> _EXERCISE PROMPT_
The entries below contain a line with "order.shuffle(&mut rng);" and a line with "const W: u32 = 32;". Quote exactly those two lines and all lines between them.
+++
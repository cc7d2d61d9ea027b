use super::error::{DatasetError, DatasetResult};
use super::example::{TryOnDataset, TryOnExample};
use candle_core::Tensor;
use rand::seq::SliceRandom;
use rand::SeedableRng;
use rand_chacha::ChaCha8Rng;
use rayon::prelude::*;
use std::sync::Arc;

/// Examples collated along a new leading batch dimension.
#[derive(Debug, Clone)]
pub struct TryOnBatch {
    pub indices: Vec<usize>,
    pub cloth_name: Vec<String>,
    pub im_name: Vec<String>,
    pub cloth: Tensor,
    pub cloth_mask: Tensor,
    pub image: Tensor,
    pub agnostic: Tensor,
    pub parse_cloth: Tensor,
    pub shape: Tensor,
    pub head: Tensor,
    pub pose_image: Tensor,
    pub grid_image: Option<Tensor>,
}

fn stack_field(
    examples: &[TryOnExample],
    f: impl Fn(&TryOnExample) -> &Tensor,
) -> DatasetResult<Tensor> {
    Ok(Tensor::stack(&examples.iter().map(f).collect::<Vec<_>>(), 0)?)
}

impl TryOnBatch {
    pub fn collate(indices: Vec<usize>, examples: Vec<TryOnExample>) -> DatasetResult<Self> {
        if examples.is_empty() {
            return Err(DatasetError::EmptyBatch);
        }
        let grid_image = examples
            .iter()
            .map(|e| e.grid_image.as_ref())
            .collect::<Option<Vec<_>>>()
            .map(|grids| Tensor::stack(&grids, 0))
            .transpose()?;
        Ok(Self {
            cloth: stack_field(&examples, |e| &e.cloth)?,
            cloth_mask: stack_field(&examples, |e| &e.cloth_mask)?,
            image: stack_field(&examples, |e| &e.image)?,
            agnostic: stack_field(&examples, |e| &e.agnostic)?,
            parse_cloth: stack_field(&examples, |e| &e.parse_cloth)?,
            shape: stack_field(&examples, |e| &e.shape)?,
            head: stack_field(&examples, |e| &e.head)?,
            pose_image: stack_field(&examples, |e| &e.pose_image)?,
            grid_image,
            cloth_name: examples.iter().map(|e| e.cloth_name.clone()).collect(),
            im_name: examples.iter().map(|e| e.im_name.clone()).collect(),
            indices,
        })
    }

    pub fn len(&self) -> usize {
        self.indices.len()
    }

    pub fn is_empty(&self) -> bool {
        self.indices.is_empty()
    }
}

/// Restartable, optionally shuffled batch source over a [`TryOnDataset`].
pub struct TryOnDataloader {
    dataset: Arc<TryOnDataset>,
    batch_size: usize,
    shuffle: bool,
    seed: u64,
    pool: rayon::ThreadPool,
    epoch: u64,
    order: Vec<usize>,
    cursor: usize,
}

impl TryOnDataloader {
    pub fn new(
        dataset: Arc<TryOnDataset>,
        batch_size: usize,
        workers: usize,
        shuffle: bool,
        seed: u64,
    ) -> DatasetResult<Self> {
        if batch_size == 0 {
            return Err(DatasetError::Config("batch size must be at least 1".into()));
        }
        let pool = rayon::ThreadPoolBuilder::new()
            .num_threads(workers.max(1))
            .thread_name(|i| format!("vton-loader-{i}"))
            .build()
            .map_err(|e| DatasetError::Config(format!("cannot start loader workers: {e}")))?;
        let mut loader = Self {
            dataset,
            batch_size,
            shuffle,
            seed,
            pool,
            epoch: 0,
            order: Vec::new(),
            cursor: 0,
        };
        loader.order = loader.epoch_order(0);
        Ok(loader)
    }

    pub fn dataset(&self) -> &TryOnDataset {
        &self.dataset
    }

    pub fn epoch(&self) -> u64 {
        self.epoch
    }

    pub fn num_batches(&self) -> usize {
        (self.dataset.len() + self.batch_size - 1) / self.batch_size
    }

    fn epoch_order(&self, epoch: u64) -> Vec<usize> {
        let mut order = (0..self.dataset.len()).collect::<Vec<_>>();
        if self.shuffle {
            let mut rng = ChaCha8Rng::seed_from_u64(self.seed.wrapping_add(epoch));
            order.shuffle(&mut rng);
        }
        order
    }

    /// Build the examples of `indices` on the worker pool, collated in index order.
    pub fn load_batch(&self, indices: &[usize]) -> DatasetResult<TryOnBatch> {
        let dataset = &self.dataset;
        let examples = self.pool.install(|| {
            indices
                .par_iter()
                .map(|&i| dataset.get(i))
                .collect::<DatasetResult<Vec<_>>>()
        })?;
        log::debug!("epoch {} batch of {} examples", self.epoch, examples.len());
        TryOnBatch::collate(indices.to_vec(), examples)
    }

    /// Next batch, starting a new epoch when the current one is exhausted.
    pub fn next_batch(&mut self) -> DatasetResult<TryOnBatch> {
        if self.dataset.is_empty() {
            return Err(DatasetError::EmptyBatch);
        }
        if self.cursor >= self.order.len() {
            self.epoch += 1;
            self.order = self.epoch_order(self.epoch);
            self.cursor = 0;
            log::debug!("starting epoch {}", self.epoch);
        }
        let end = (self.cursor + self.batch_size).min(self.order.len());
        let indices = self.order[self.cursor..end].to_vec();
        self.cursor = end;
        self.load_batch(&indices)
    }

    /// One pass over the dataset in the order of `epoch`, independent of `next_batch`.
    pub fn epoch_iter(&self, epoch: u64) -> impl Iterator<Item = DatasetResult<TryOnBatch>> + '_ {
        let order = self.epoch_order(epoch);
        let chunks = order
            .chunks(self.batch_size)
            .map(|c| c.to_vec())
            .collect::<Vec<_>>();
        chunks.into_iter().map(move |indices| self.load_batch(&indices))
    }
}

#[cfg(test)]
mod tests {
    use super::*;
    use crate::datasets::resolver::ListFileResolver;
    use crate::datasets::{DatasetOptions, Stage};
    use image::{GrayImage, Luma, Rgb, RgbImage};
    use std::path::Path;

    const W: u32 = 32;
    const H: u32 = 48;

    fn write_samples(root: &Path, n: usize) {
        let data = root.join("test");
        for d in ["image", "image-parse", "pose", "warp-cloth", "warp-mask"] {
            std::fs::create_dir_all(data.join(d)).unwrap();
        }
        let mut list = String::new();
        for i in 0..n {
            let (im, c) = (format!("{i:06}_0.png"), format!("{i:06}_1.png"));
            list.push_str(&format!("{im} {c}\n"));
            RgbImage::from_pixel(W, H, Rgb([i as u8 * 10, 0, 0]))
                .save(data.join("image").join(&im))
                .unwrap();
            GrayImage::from_pixel(W, H, Luma([6])).save(data.join("image-parse").join(&im)).unwrap();
            std::fs::write(
                data.join("pose").join(format!("{i:06}_0_keypoints.json")),
                r#"{"people": [{"pose_keypoints": [10, 10, 1, 0, 0, 0]}]}"#,
            )
            .unwrap();
            RgbImage::from_pixel(W, H, Rgb([0, 0, 255])).save(data.join("warp-cloth").join(&c)).unwrap();
            GrayImage::from_pixel(W, H, Luma([255])).save(data.join("warp-mask").join(&c)).unwrap();
        }
        std::fs::write(root.join("test_pairs.txt"), list).unwrap();
    }

    fn loader(root: &Path, n: usize, batch_size: usize, shuffle: bool) -> TryOnDataloader {
        write_samples(root, n);
        let opts = DatasetOptions {
            dataroot: root.to_path_buf(),
            datamode: "test".into(),
            stage: Stage::Tom,
            fine_width: W,
            fine_height: H,
            joints: 2,
            ..Default::default()
        };
        let resolver = ListFileResolver::new(root.join("test"), &root.join("test_pairs.txt"), Stage::Tom).unwrap();
        let ds = TryOnDataset::new(&opts, resolver.into()).unwrap();
        TryOnDataloader::new(Arc::new(ds), batch_size, 2, shuffle, 7).unwrap()
    }

    #[test]
    fn batches_keep_partial_tail_and_restart() {
        let dir = tempfile::tempdir().unwrap();
        let mut dl = loader(dir.path(), 5, 2, false);
        assert_eq!(dl.num_batches(), 3);

        let batches = (0..4).map(|_| dl.next_batch().unwrap()).collect::<Vec<_>>();
        assert_eq!(batches[0].indices, vec![0, 1]);
        assert_eq!(batches[2].indices, vec![4]);
        assert_eq!(batches[3].indices, vec![0, 1]);
        assert_eq!(dl.epoch(), 1);

        let b = &batches[0];
        assert_eq!(b.agnostic.dims(), &[2, 1 + 3 + 2, H as usize, W as usize]);
        assert_eq!(b.cloth_mask.dims(), &[2, 1, H as usize, W as usize]);
        assert_eq!(b.im_name, vec!["000000_0.png", "000001_0.png"]);
        assert!(b.grid_image.is_none());
    }

    #[test]
    fn shuffled_epoch_is_a_seeded_permutation() {
        let dir = tempfile::tempdir().unwrap();
        let dl = loader(dir.path(), 6, 4, true);
        let collect = |epoch| {
            dl.epoch_iter(epoch)
                .flat_map(|b| b.unwrap().indices)
                .collect::<Vec<_>>()
        };
        let first = collect(0);
        let mut sorted = first.clone();
        sorted.sort();
        assert_eq!(sorted, (0..6).collect::<Vec<_>>());
        assert_eq!(first, collect(0));
    }

    #[test]
    fn collated_rows_follow_indices() {
        let dir = tempfile::tempdir().unwrap();
        let dl = loader(dir.path(), 3, 3, false);
        let b = dl.load_batch(&[2, 0]).unwrap();
        assert_eq!(b.im_name, vec!["000002_0.png", "000000_0.png"]);
        assert_eq!(b.image.dims(), &[2, 3, H as usize, W as usize]);
        let first = b.image.get(0).unwrap().get(0).unwrap().to_vec2::<f32>().unwrap();
        assert!((first[0][0] - (20.0 / 255.0 * 2.0 - 1.0)).abs() < 1e-6);
    }

    #[test]
    fn zero_batch_size_is_rejected() {
        let dir = tempfile::tempdir().unwrap();
        write_samples(dir.path(), 1);
        let resolver =
            ListFileResolver::new(dir.path().join("test"), &dir.path().join("test_pairs.txt"), Stage::Tom).unwrap();
        let ds = TryOnDataset::new(&DatasetOptions::default(), resolver.into()).unwrap();
        assert!(TryOnDataloader::new(Arc::new(ds), 0, 1, false, 0).is_err());
    }
}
+++
> _TASK ANSWER_
            order.shuffle(&mut rng);
        }
        order
    }

    /// Build the examples of `indices` on the worker pool, collated in index order.
    pub fn load_batch(&self, indices: &[usize]) -> DatasetResult<TryOnBatch> {
        let dataset = &self.dataset;
        let examples = self.pool.install(|| {
            indices
                .par_iter()
                .map(|&i| dataset.get(i))
                .collect::<DatasetResult<Vec<_>>>()
        })?;
        log::debug!("epoch {} batch of {} examples", self.epoch, examples.len());
        TryOnBatch::collate(indices.to_vec(), examples)
    }

    /// Next batch, starting a new epoch when the current one is exhausted.
    pub fn next_batch(&mut self) -> DatasetResult<TryOnBatch> {
        if self.dataset.is_empty() {
            return Err(DatasetError::EmptyBatch);
        }
        if self.cursor >= self.order.len() {
            self.epoch += 1;
            self.order = self.epoch_order(self.epoch);
            self.cursor = 0;
            log::debug!("starting epoch {}", self.epoch);
        }
        let end = (self.cursor + self.batch_size).min(self.order.len());
        let indices = self.order[self.cursor..end].to_vec();
        self.cursor = end;
        self.load_batch(&indices)
    }

    /// One pass over the dataset in the order of `epoch`, independent of `next_batch`.
    pub fn epoch_iter(&self, epoch: u64) -> impl Iterator<Item = DatasetResult<TryOnBatch>> + '_ {
        let order = self.epoch_order(epoch);
        let chunks = order
            .chunks(self.batch_size)
            .map(|c| c.to_vec())
            .collect::<Vec<_>>();
        chunks.into_iter().map(move |indices| self.load_batch(&indices))
    }
}

#[cfg(test)]
mod tests {
    use super::*;
    use crate::datasets::resolver::ListFileResolver;
    use crate::datasets::{DatasetOptions, Stage};
    use image::{GrayImage, Luma, Rgb, RgbImage};
    use std::path::Path;

    const W: u32 = 32;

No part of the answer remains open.